Hello! I’m looking for an audio tokenizer. I’ve tried using Mel-spectrograms and K-means, but those methods didn’t work well. I need a tokenizer that operates at 48kHz (I don’t want any other sample rates) and can make around 50 tokens per second of audio. The token range should be either 0-2048 or 0-4096.

It needs to be trainable from scratch on macOS (please do not suggest pre-trained models) and should function as a standalone system. This means I want to train it as a single .pth file without relying on other models like HuBERT. Additionally, it should be versatile enough to handle various types of audio, including speech, music, and even my fart sounds. Thank you!

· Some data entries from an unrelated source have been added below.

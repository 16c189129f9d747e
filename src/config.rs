// SPDX-License-Identifier: AGPL-3.0-or-later
//
// Copyright (C) 2025 Daniel Negri
//
// This program is free software: you can redistribute it and/or modify
// it under the terms of the GNU Affero General Public License as published by
// the Free Software Foundation, either version 3 of the License, or
// (at your option) any later version.
//
// This program is distributed in the hope that it will be useful,
// but WITHOUT ANY WARRANTY; without even the implied warranty of
// MERCHANTABILITY or FITNESS FOR A PARTICULAR PURPOSE. See the
// GNU Affero General Public License for more details.
//
// You should have received a copy of the GNU Affero General Public License
// along with this program. If not, see <https://www.gnu.org/licenses/>.

//! Engine configuration.

use serde::Deserialize;

#[derive(Debug, Clone, PartialEq, Eq, Deserialize)]
#[serde(default)]
pub struct EngineConfig {
    /// Stock at or below this (and above zero) after a purchase raises `LowStock`.
    pub low_stock_threshold: u32,
}

impl EngineConfig {
    pub const DEFAULT_LOW_STOCK_THRESHOLD: u32 = 5;
}

impl Default for EngineConfig {
    fn default() -> Self {
        Self {
            low_stock_threshold: Self::DEFAULT_LOW_STOCK_THRESHOLD,
        }
    }
}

last inlet Mar 25, 2025, 3:35 PM

#

Maybe check out WavTokenizer? It is decently close to what you need, 4096 vocab size, can have a 40 token/s, codebase has training from scratch (although this one, as with training any NN-based audio tokenizer will tend to take many GPUs multiple days)

It is 24khz by default but you should be able to modify it.

compact jolt Mar 26, 2025, 8:05 AM

#

Yes, I saw it but:

No, you can’t just “modify it”. You need to retrain
Would be fun to train it from scratch, but no thank you, because if I can’t do it on 1xA100 in 2-3 hours then that’s bad
It consists of multiple models so inference can be slow (or am I wrong?)
Haven’t seen anyone fine-tuning that

dusty ridge Mar 26, 2025, 8:27 AM

#

compact jolt Hello! I’m looking for an audio tokenizer. I’ve tried using Mel-spectrograms and...

I want to train it as a single .pth file without relying on other models like HuBERT
48kHz audio
50 tokens per second
0-4096
versatile and various types of audio
fast/small model size
What you're asking for doesn't exist

#

I think you can get like 3/5 or 4/5 max. MuCodec might work...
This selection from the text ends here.